When the list elements are scalars rather than structs (for example, a list of string tags or numeric samples), use count with arg: null, or target the element explicitly with { "element": true } for any other aggregate. Count the tags on each note row:
JSON DSL
{
    "select": [
        {
            "select": { "func": "count", "arg": null },
            "from": { "unnest": { "timeseries": "note", "field": "tags" } }
        }
    ]
}
Sum the values of a numeric scalar-element list:
JSON DSL
{
    "select": [
        {
            "select": { "func": "sum", "arg": { "element": true } },
            "from": { "unnest": { "timeseries": "some_numeric_series", "field": "values" } }
        }
    ]
}

Choosing arg

Goalarg
Count elements regardless of contentnull (only valid with func: "count")
Aggregate a struct field of each elementa struct-field reference, e.g. { "field_for": "menstrual_cycle", "basal_body_temperature": "value" }
Aggregate scalar elements directly{ "element": true }
Struct-field references work only on struct-element lists; { "element": true } works only on scalar-element lists.

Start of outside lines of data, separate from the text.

//! Page Factory
//!
//! [`MappedPageFactory`] maps page files on demand, caches open mappings by
//! page index and owns the on-disk lifecycle of the page directory.
//!
//! ## File Naming
//!
//! Page `i` lives in `<page_dir>/page-<i>.dat`. [`page_file_name`] and
//! [`parse_page_file_name`] are exact inverses: names that would not be
//! produced by `page_file_name` (leading zeros, signs, other extensions)
//! are not page files.
//!
//! ## Closing
//!
//! [`MappedPageFactory::close`] unmaps every cached page and refuses to map
//! new ones; [`MappedPageFactory::acquire_page`] returns [`Error::Closed`]
//! from then on. Deleting and listing page files still works.
//!
//! ## Deletion
//!
//! Deleting a page always evicts and unmaps the cached mapping first, then
//! removes the file. Removal is retried a bounded number of rounds with a
//! short backoff; if the file still cannot be removed a warning is logged and
//! the file is left in place.

use crate::error::{Error, Result};
use crate::page::mapped_page::MappedPage;
use parking_lot::RwLock;
use std::collections::{BTreeSet, HashMap};
use std::fs;
use std::io::ErrorKind;
use std::path::{Path, PathBuf};
use std::sync::atomic::{AtomicBool, Ordering};
use std::sync::Arc;
use std::thread;
use std::time::{Duration, SystemTime};
use tracing::{debug, info, warn};

/// Prefix of every page file name.
pub const PAGE_FILE_PREFIX: &str = "page-";

/// Extension of every page file name.
pub const PAGE_FILE_EXTENSION: &str = "dat";

/// Number of attempts made to delete a page file.
pub const MAX_DELETE_ROUNDS: u32 = 10;

/// Pause between two delete attempts.
pub const DELETE_RETRY_BACKOFF: Duration = Duration::from_millis(200);

/// Returns the file name of page `index`.
pub fn page_file_name(index: u64) -> String {
    format!("{}{}.{}", PAGE_FILE_PREFIX, index, PAGE_FILE_EXTENSION)
}

/// Parses a page file name back into its index.
pub fn parse_page_file_name(name: &str) -> Option<u64> {
    let digits = name
        .strip_prefix(PAGE_FILE_PREFIX)?
        .strip_suffix(PAGE_FILE_EXTENSION)?
        .strip_suffix('.')?;
    let index: u64 = digits.parse().ok()?;
    // Reject anything the formatter would not have produced ("+1", "007").
    if index.to_string() == digits {
        Some(index)
    } else {
        None
    }
}

/// Creates and caches memory-mapped pages for one page directory.
#[derive(Debug)]
pub struct MappedPageFactory {
    page_size: usize,
    page_dir: PathBuf,
    /// Open mappings by page index. The write lock guards create-on-miss.
    cache: RwLock<HashMap<u64, Arc<MappedPage>>>,
    closed: AtomicBool,
}

impl MappedPageFactory {
    /// Creates a factory for `page_dir`, creating the directory if needed.
    pub fn new(page_size: usize, page_dir: impl Into<PathBuf>) -> Result<Self> {
        let page_dir = page_dir.into();
        fs::create_dir_all(&page_dir)
            .map_err(|e| Error::io("create page directory", &page_dir, e))?;

        Ok(Self {
            page_size,
            page_dir,
            cache: RwLock::new(HashMap::new()),
            closed: AtomicBool::new(false),
        })
    }

    pub fn page_size(&self) -> usize {
        self.page_size
    }

    pub fn page_dir(&self) -> &Path {
        &self.page_dir
    }

    /// Full path of the file backing page `index`.
    pub fn page_file_path(&self, index: u64) -> PathBuf {
        self.page_dir.join(page_file_name(index))
    }

    /// Number of currently mapped pages.
    pub fn cache_size(&self) -> usize {
        self.cache.read().len()
    }

    /// Returns the mapping of page `index`, creating and mapping the file on
    /// first access. Concurrent callers always get the same mapping.
    pub fn acquire_page(&self, index: u64) -> Result<Arc<MappedPage>> {
        if let Some(page) = self.cache.read().get(&index) {
            return Ok(Arc::clone(page));
        }

        let mut cache = self.cache.write();
        // Checked under the write lock so nothing is cached after close.
        if self.is_closed() {
            return Err(Error::Closed);
        }
        if let Some(page) = cache.get(&index) {
            debug!(page = index, "Hit mapped page in cache");
            return Ok(Arc::clone(page));
        }

        let path = self.page_file_path(index);
        let page = Arc::new(MappedPage::open(index, &path, self.page_size)?);
        cache.insert(index, Arc::clone(&page));
        debug!(page = index, path = %path.display(), "Mapped page created and cached");
        Ok(page)
    }

    /// Evicts page `index` from the cache and unmaps it.
    fn evict(&self, index: u64) {
        let page = self.cache.write().remove(&index);
        if let Some(page) = page {
            page.release();
        }
    }

    /// Unmaps and deletes page `index`.
    ///
    /// Returns true if the file no longer exists afterwards.
    pub fn delete_page(&self, index: u64) -> bool {
        self.evict(index);

        let path = self.page_file_path(index);
        for round in 1..=MAX_DELETE_ROUNDS {
            match fs::remove_file(&path) {
                Ok(()) => {
                    info!(path = %path.display(), "Page file deleted");
                    return true;
                }
                Err(e) if e.kind() == ErrorKind::NotFound => return true,
                Err(e) => {
                    warn!(
                        path = %path.display(),
                        round,
                        error = %e,
                        "Failed to delete page file"
                    );
                    if round < MAX_DELETE_ROUNDS {
                        thread::sleep(DELETE_RETRY_BACKOFF);
                    }
                }
            }
        }

        warn!(
            path = %path.display(),
            rounds = MAX_DELETE_ROUNDS,
            "Giving up on deleting page file, it may be deleted manually"
        );
        false
    }

    /// Deletes every page in `indexes`, continuing past failures.
    ///
    /// Returns true if all of them were deleted.
    pub fn delete_pages<'a>(&self, indexes: impl IntoIterator<Item = &'a u64>) -> bool {
        let mut all_deleted = true;
        for &index in indexes {
            all_deleted &= self.delete_page(index);
        }
        all_deleted
    }

    /// Unmaps every cached page and deletes every page file in the directory.
    pub fn delete_all_pages(&self) -> Result<bool> {
        self.release_cached_pages();
        let indexes = self.existing_back_file_index_set()?;
        let deleted = self.delete_pages(&indexes);
        debug!(dir = %self.page_dir.display(), deleted, "All page files deleted");
        Ok(deleted)
    }

    /// Deletes every page file last modified before `timestamp`.
    pub fn delete_pages_before(&self, timestamp: SystemTime) -> Result<bool> {
        let indexes = self.page_index_set_before(timestamp)?;
        let deleted = self.delete_pages(&indexes);
        debug!(
            dir = %self.page_dir.display(),
            pages = indexes.len(),
            deleted,
            "Page files older than timestamp deleted"
        );
        Ok(deleted)
    }

    /// Unmaps every cached page without deleting any file.
    pub fn release_cached_pages(&self) {
        let pages: Vec<_> = self.cache.write().drain().map(|(_, page)| page).collect();
        for page in pages {
            page.release();
        }
    }

    /// Unmaps every cached page and stops mapping new ones.
    pub fn close(&self) {
        {
            let _cache = self.cache.write();
            self.closed.store(true, Ordering::Release);
        }
        self.release_cached_pages();
        debug!(dir = %self.page_dir.display(), "Page factory closed");
    }

    pub fn is_closed(&self) -> bool {
        self.closed.load(Ordering::Acquire)
    }

    /// Forces pending writes on every cached page.
    ///
    /// Every page is attempted; failures are logged and reported together.
    pub fn flush(&self) -> Result<()> {
        let pages: Vec<_> = self.cache.read().values().cloned().collect();
        let total = pages.len();
        let mut failed = 0;
        for page in pages {
            if let Err(e) = page.flush() {
                warn!(page = page.index(), error = %e, "Failed to flush page");
                failed += 1;
            }
        }
        if failed > 0 {
            return Err(Error::FlushFailed { failed, total });
        }
        Ok(())
    }

    /// Visits every page file in the directory as `(index, path)`.
    fn page_files(&self) -> Result<Vec<(u64, PathBuf)>> {
        let entries = fs::read_dir(&self.page_dir)
            .map_err(|e| Error::io("list page directory", &self.page_dir, e))?;

        let mut files = Vec::new();
        for entry in entries {
            let entry = entry.map_err(|e| Error::io("list page directory", &self.page_dir, e))?;
            let name = entry.file_name();
            if let Some(index) = name.to_str().and_then(parse_page_file_name) {
                files.push((index, entry.path()));
            }
        }
        Ok(files)
    }

    /// Indexes of all page files currently on disk.
    pub fn existing_back_file_index_set(&self) -> Result<BTreeSet<u64>> {
        Ok(self.page_files()?.into_iter().map(|(i, _)| i).collect())
    }

    /// Indexes of page files last modified strictly before `timestamp`.
    pub fn page_index_set_before(&self, timestamp: SystemTime) -> Result<BTreeSet<u64>> {
        let mut indexes = BTreeSet::new();
        for (index, path) in self.page_files()? {
            let modified = fs::metadata(&path)
                .and_then(|m| m.modified())
                .map_err(|e| Error::io("stat page file", &path, e))?;
            if modified < timestamp {
                indexes.insert(index);
            }
        }
        Ok(indexes)
    }

    /// The newest page index among pages last modified before `timestamp`.
    ///
    /// If the set has wrapped around to include `u64::MAX`, the end of the
    /// contiguous run starting at 0 is returned instead.
    pub fn first_page_index_before(&self, timestamp: SystemTime) -> Result<Option<u64>> {
        let indexes = self.page_index_set_before(timestamp)?;
        let Some(&largest) = indexes.last() else {
            return Ok(None);
        };
        if largest != u64::MAX {
            return Ok(Some(largest));
        }
        let mut next = 0u64;
        while indexes.contains(&next) {
            next += 1;
        }
        Ok(Some(if next == 0 { u64::MAX } else { next - 1 }))
    }

    /// Last modification time of page `index`, or None if it has no file.
    pub fn page_file_last_modified_time(&self, index: u64) -> Option<SystemTime> {
        fs::metadata(self.page_file_path(index))
            .and_then(|m| m.modified())
            .ok()
    }

    /// File names of all page files on disk.
    pub fn back_page_file_set(&self) -> Result<BTreeSet<String>> {
        Ok(self
            .page_files()?
            .into_iter()
            .map(|(index, _)| page_file_name(index))
            .collect())
    }

    /// Total size in bytes of all page files on disk.
    pub fn back_page_file_size(&self) -> Result<u64> {
        let mut total = 0;
        for (_, path) in self.page_files()? {
            total += fs::metadata(&path)
                .map_err(|e| Error::io("stat page file", &path, e))?
                .len();
        }
        Ok(total)
    }
}

impl Drop for MappedPageFactory {
    fn drop(&mut self) {
        self.release_cached_pages();
    }
}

Filter elements with WHERE

The where predicate filters elements before the aggregate runs. The identifiers inside the predicate resolve against the unnested element:
  • Struct-element lists: identifiers refer to struct fields of each element (e.g., "flow != 'none'" on menstrual_flow references the flow field of each struct). Unknown field names are rejected.
  • Scalar-element lists: the reserved identifier element refers to the element value itself (e.g., "element != 'unspecified'"). Any identifier other than element is rejected.
Count only meaningful flow days per cycle:
va.select(
    va.MenstrualCycle.index(),
    va.MenstrualCycle.col("menstrual_flow")
        .unnest_and_select(lambda col: col.count())
        .where("flow != 'none'")
)
The predicate grammar is the same as the top-level WHERE clause: comparison (>, >=, <, <=, =, !=), logical (AND, OR, NOT), parentheses, and string/numeric literals.

Use inside GROUP BY

A scalar-output subquery in a grouped query must be wrapped in an outer aggregate. Period end, cycle end, and number of meaningful flow days, one row per cycle:
va.select(
    va.group_key("*"),
    va.MenstrualCycle.col("period_end").newest(),
    va.MenstrualCycle.col("cycle_end").newest(),
    va.MenstrualCycle.col("menstrual_flow")
        .unnest_and_select(lambda col: col.count())
        .where("flow != 'none'")
        .mean(),
).group_by(
    va.date_trunc(va.MenstrualCycle.index(), 1, "day")
)

Supported aggregates

Inside the subquery’s select:
  • count — count of elements (or matching elements if where is present).
  • sum, mean, min, max, median, stddev — numeric aggregates over the element value or extracted struct field.
oldest and newest are not available inside a subquery — list elements have no inherent ordering.

Output column naming

The subquery’s inner aggregate function is added as a prefix, matching the standard aggregate-prefix convention.
  • arg: null$FUNC.$COLUMN (e.g., count.menstrual_flow).
  • Struct field extract → $FUNC.$COLUMN.$FIELD (e.g., mean.basal_body_temperature.value).
  • { "element": true }$FUNC.$COLUMN.element (e.g., sum.tags.element).
When the subquery is wrapped in an outer aggregate, the outer func prefix composes on top following the standard SELECT clause rules — e.g. mean.mean.basal_body_temperature.value reads as “mean of per-cycle mean of basal_body_temperature.value”.